The partners haven’t had to stop their late-stage study over safety concerns, BioNTech Chief Executive Officer Ugur Sahin said in an interview. They’re sticking with their previously announced target of being able to provide preliminary data on whether the vaccine works as soon as this month, if a threshold for infections is reached; if so, any submissions for regulatory approval would come later.
That would put Pfizer and BioNTech on track to potentially be the first to show the efficacy of a Covid-19 vaccine, in an environment of intense scrutiny over every possible complication. This week, Eli Lilly & Co. and Johnson & Johnson both said they had to pause research on potential therapies or shots because of safety concerns. Meanwhile, U.S. President Donald Trump has touted unproven treatments and pushed for more rapid regulatory review.
The pauses in other studies show “there is no room for ignoring facts,” Sahin said. “If there is a concern, the process stops. No one closes their eyes, and it should give people confidence that if a vaccine survives the development process and is approved, it should be regarded as safe.”
Pfizer and BioNTech chose their candidate from a slate of four contenders, all of which relied on messenger RNA technology designed to teach the body’s cells to become vaccine factories in their own right.
In what Sahin said is an unusual step, Pfizer and BioNTech published some of the data they used to narrow the field in the New England Journal of Medicine on Wednesday. The results show that people who took the experimental shot they chose had fewer so-called systemic side effects -- things like fever, chills and fatigue -- than those who got another jab in the partners’ portfolio.

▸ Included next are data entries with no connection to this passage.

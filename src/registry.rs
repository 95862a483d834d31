//! Server-side room registry: client↔room mapping, main-channel invariant,
//! membership transitions (spec §3, §4.4).
//!
//! Both views (`members_by_client`, `clients_by_room`) live behind a
//! single lock so a reader never observes them out of sync — spec §5
//! calls this out explicitly ("never acquire the registry lock while
//! holding a write-queue lock"; lock order is registry < write_queue <
//! device).

use std::collections::{HashMap, HashSet};

use parking_lot::Mutex;

/// The persistent room every client starts and ends up in.
pub const MAIN_ROOM: &str = "main";

struct Inner {
    members_by_client: HashMap<String, String>,
    clients_by_room: HashMap<String, HashSet<String>>,
}

impl Inner {
    fn new() -> Self {
        let mut clients_by_room = HashMap::new();
        clients_by_room.insert(MAIN_ROOM.to_string(), HashSet::new());
        Self { members_by_client: HashMap::new(), clients_by_room }
    }

    /// Remove `client_id` from whatever room it currently occupies,
    /// deleting that room if it becomes empty and isn't `main`.
    fn remove_from_current_room(&mut self, client_id: &str) {
        if let Some(room) = self.members_by_client.remove(client_id) {
            if let Some(members) = self.clients_by_room.get_mut(&room) {
                members.remove(client_id);
                if members.is_empty() && room != MAIN_ROOM {
                    self.clients_by_room.remove(&room);
                }
            }
        }
    }

    fn insert_into_room(&mut self, client_id: &str, room: &str) {
        self.clients_by_room.entry(room.to_string()).or_default().insert(client_id.to_string());
        self.members_by_client.insert(client_id.to_string(), room.to_string());
    }
}

pub struct RoomRegistry {
    inner: Mutex<Inner>,
}

impl Default for RoomRegistry {
    fn default() -> Self {
        Self::new()
    }
}

impl RoomRegistry {
    pub fn new() -> Self {
        Self { inner: Mutex::new(Inner::new()) }
    }

    /// Place a newly connected client into `main`.
    pub fn connect(&self, client_id: &str) {
        let mut inner = self.inner.lock();
        inner.insert_into_room(client_id, MAIN_ROOM);
    }

    /// Apply a JOIN transition. An empty `room_id` resolves to `main`.
    /// Joining the client's current room is a membership no-op (still
    /// reported SUCCESS by the caller). Returns the resolved room id.
    pub fn join(&self, client_id: &str, room_id: &str) -> String {
        let target = if room_id.is_empty() { MAIN_ROOM } else { room_id };
        let mut inner = self.inner.lock();
        if inner.members_by_client.get(client_id).map(String::as_str) == Some(target) {
            return target.to_string();
        }
        inner.remove_from_current_room(client_id);
        inner.insert_into_room(client_id, target);
        target.to_string()
    }

    /// Apply a LEAVE transition: symmetric to `join(client_id, "main")`. A
    /// client with no current room (should never happen by invariant) is
    /// simply placed into `main`.
    pub fn leave(&self, client_id: &str) -> String {
        self.join(client_id, MAIN_ROOM)
    }

    /// Remove a disconnecting client entirely — no re-insertion anywhere.
    pub fn disconnect(&self, client_id: &str) {
        let mut inner = self.inner.lock();
        inner.remove_from_current_room(client_id);
    }

    pub fn count_connected(&self) -> usize {
        self.inner.lock().members_by_client.len()
    }

    pub fn count_in_room(&self, room_id: &str) -> usize {
        self.inner.lock().clients_by_room.get(room_id).map_or(0, HashSet::len)
    }

    pub fn room_of(&self, client_id: &str) -> Option<String> {
        self.inner.lock().members_by_client.get(client_id).cloned()
    }

    /// Snapshot of a room's members, taken under the lock. Callers (the
    /// dispatch engine's fan-out) iterate the returned `Vec` outside the
    /// lock, tolerating concurrent membership changes mid-iteration.
    pub fn members_of(&self, room_id: &str) -> Vec<String> {
        self.inner.lock().clients_by_room.get(room_id).map(|s| s.iter().cloned().collect()).unwrap_or_default()
    }

    /// `(room_id, sorted members)` for every room, sorted by room id, used
    /// to render the LIST_ROOMS reply deterministically.
    pub fn snapshot(&self) -> Vec<(String, Vec<String>)> {
        let inner = self.inner.lock();
        let mut rooms: Vec<(String, Vec<String>)> = inner
            .clients_by_room
            .iter()
            .map(|(room, members)| {
                let mut members: Vec<String> = members.iter().cloned().collect();
                members.sort();
                (room.clone(), members)
            })
            .collect();
        rooms.sort_by(|a, b| a.0.cmp(&b.0));
        rooms
    }
}
//! `voxd` — the room server binary (spec §4.11, C9/C11).

use clap::Parser;
use voxcore::frame::MAX_FRAME;

/// Host a voice-chat room server.
#[derive(Parser, Debug)]
#[command(name = "voxd", version, about)]
struct Args {
    /// Port to listen on.
    port: u16,

    /// Address to bind the listener to.
    #[arg(long, default_value = "0.0.0.0")]
    bind: String,

    /// Reject any frame larger than this many bytes.
    #[arg(long, default_value_t = MAX_FRAME)]
    max_frame: u32,
}

#[tokio::main]
async fn main() -> anyhow::Result<()> {
    tracing_subscriber::fmt().with_env_filter(tracing_subscriber::EnvFilter::from_default_env()).init();

    let args = Args::parse();
    let server = match voxcore::server::run(&args.bind, args.port, args.max_frame).await {
        Ok(server) => server,
        Err(error) => {
            tracing::error!(%error, bind = %args.bind, port = args.port, "failed to bind");
            std::process::exit(1);
        }
    };

    tracing::info!(bind = %args.bind, port = args.port, "voxd listening");
    let _ = server;

    tokio::signal::ctrl_c().await?;
    tracing::info!("shutting down");
    Ok(())
}
//! Interactive prompt mode
//!
//! Line-based loop: ask for the start and target words, collect guesses one
//! per line, validate, and print the share grid. Each mistake re-prompts at
//! the prompt that caused it: a bad boundary word is corrected at its own
//! prompt, a bad chain re-prompts the guess list. Nothing here is fatal.

use crate::clipboard::copy_to_clipboard;
use crate::commands::share::{ShareConfig, check_length, parse_word, share_chain};
use crate::core::{CaseFormat, Word};
use crate::output::{print_invalid_chain, print_share_result};
use chrono::NaiveDate;
use colored::Colorize;
use std::io::{self, Write};

/// Run the interactive prompt loop
///
/// `today` goes into the grid header; the caller decides what "today" means
/// so this stays testable and honest about its one date input.
///
/// # Errors
///
/// Returns an error only on I/O failure reading user input; user mistakes
/// re-prompt instead.
pub fn run_interactive(case_format: CaseFormat, today: NaiveDate) -> Result<(), String> {
    println!("\n╔══════════════════════════════════════════════╗");
    println!("║        Weaver Share - Interactive Mode       ║");
    println!("╚══════════════════════════════════════════════╝\n");

    println!("Enter your chain from start word to target word.");
    println!("Each step must change exactly one letter.\n");
    println!("Commands: 'quit' to exit at any prompt\n");

    loop {
        let Some(start) = prompt_boundary_word("Start word", case_format, None)? else {
            farewell();
            return Ok(());
        };
        let Some(target) = prompt_boundary_word("Target word", case_format, Some(&start))? else {
            farewell();
            return Ok(());
        };

        let Some(optimal) = prompt_optimal()? else {
            farewell();
            return Ok(());
        };

        // Re-prompt the guess list until the chain validates
        let result = loop {
            println!("\nEnter your guesses one per line (blank line or 'done' to finish):");

            let Some(guesses) = collect_guesses()? else {
                farewell();
                return Ok(());
            };

            let config = ShareConfig {
                start: start.text().to_string(),
                target: target.text().to_string(),
                guesses,
                optimal_length: optimal,
                case_format,
                date: today,
            };

            match share_chain(&config) {
                Ok(result) => break result,
                Err(reason) => {
                    print_invalid_chain(&reason);
                    println!("Let's try the guesses again.");
                }
            }
        };

        let copied = match get_user_input("Copy to clipboard? (yes/no)")? {
            Some(answer) if matches!(answer.to_lowercase().as_str(), "yes" | "y") => {
                match copy_to_clipboard(&result.grid) {
                    Ok(()) => true,
                    Err(reason) => {
                        println!("{} {reason}", "⚠".yellow());
                        false
                    }
                }
            }
            _ => false,
        };

        print_share_result(&result, copied);

        match get_user_input("Format another chain? (yes/no)")? {
            Some(answer) if matches!(answer.to_lowercase().as_str(), "yes" | "y") => {
                println!();
            }
            _ => {
                farewell();
                return Ok(());
            }
        }
    }
}

fn farewell() {
    println!("\n👋 Happy weaving!\n");
}

/// Prompt for a start or target word until it parses cleanly
///
/// When `paired_with` is given, the new word must also match its length, so
/// mismatched boundary words are corrected here rather than surfacing as a
/// chain error on every guess-list attempt.
///
/// Returns `None` when the user quits.
fn prompt_boundary_word(
    label: &str,
    case_format: CaseFormat,
    paired_with: Option<&Word>,
) -> Result<Option<Word>, String> {
    loop {
        let Some(input) = get_user_input(label)? else {
            return Ok(None);
        };

        if input.is_empty() {
            println!("Please enter a word.");
            continue;
        }

        let word = match parse_word(&input, case_format) {
            Ok(word) => word,
            Err(reason) => {
                println!("{reason}");
                continue;
            }
        };

        if let Some(other) = paired_with
            && let Err(reason) = check_length(other, &word)
        {
            println!("{reason}");
            continue;
        }

        return Ok(Some(word));
    }
}

/// Prompt for the optimal chain length; blank skips the header ratio
///
/// Returns `None` when the user quits.
fn prompt_optimal() -> Result<Option<usize>, String> {
    loop {
        match get_user_input("Optimal chain length (blank to skip)")? {
            None => return Ok(None),
            Some(input) if input.is_empty() => return Ok(Some(0)),
            Some(input) => match input.parse::<usize>() {
                Ok(value) => return Ok(Some(value)),
                Err(_) => println!("Please enter a number, or leave blank."),
            },
        }
    }
}

/// Collect guesses one per line until a blank line or 'done'
///
/// Returns `None` when the user quits.
fn collect_guesses() -> Result<Option<Vec<String>>, String> {
    let mut guesses = Vec::new();

    loop {
        match get_user_input(&format!("Guess {}", guesses.len() + 1))? {
            None => return Ok(None),
            Some(input) if input.is_empty() || input == "done" => {
                return Ok(Some(guesses));
            }
            Some(input) => guesses.push(input),
        }
    }
}

/// Get user input with a prompt
///
/// Returns `None` on 'quit' or end of input.
fn get_user_input(prompt: &str) -> Result<Option<String>, String> {
    print!("{prompt}: ");
    io::stdout().flush().map_err(|e| e.to_string())?;

    let mut input = String::new();
    let bytes = io::stdin()
        .read_line(&mut input)
        .map_err(|e| e.to_string())?;

    if bytes == 0 {
        // End of input counts as quitting
        return Ok(None);
    }

    let input = input.trim().to_string();
    if matches!(input.as_str(), "quit" | "q" | "exit") {
        return Ok(None);
    }

    Ok(Some(input))
}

Because of the structure of the trial, BioNTech and Pfizer had first disclosed early results for another vaccine candidate, BNT162b1, in July. Investors were already optimistic about prospects for it, but after comparing data the companies decided instead to pursue another candidate, BNT162b2, Sahin said. That one performed as well in elderly people in the study as it did in young participants, he said, an important consideration for a coronavirus vaccine.
With just 195 participants, the early study was too small to show the real safety implications of the experimental shot. Still, the side effects that have emerged so far in the 44,000-person late-stage trial are similar to those seen in these early studies, Sahin said.
Safety is a key factor for any potential vaccine because the shots will be given widely to healthy people. The Food and Drug Administration has said it will require two months of safety data before reviewing any application for emergency authorization for a vaccine.
Collecting the extra safety data probably won’t cause much of a delay once readout on the vaccine’s effectiveness is available, Sahin said.
“Waiting another couple of weeks to complete the safety data should not be a concern,” he said.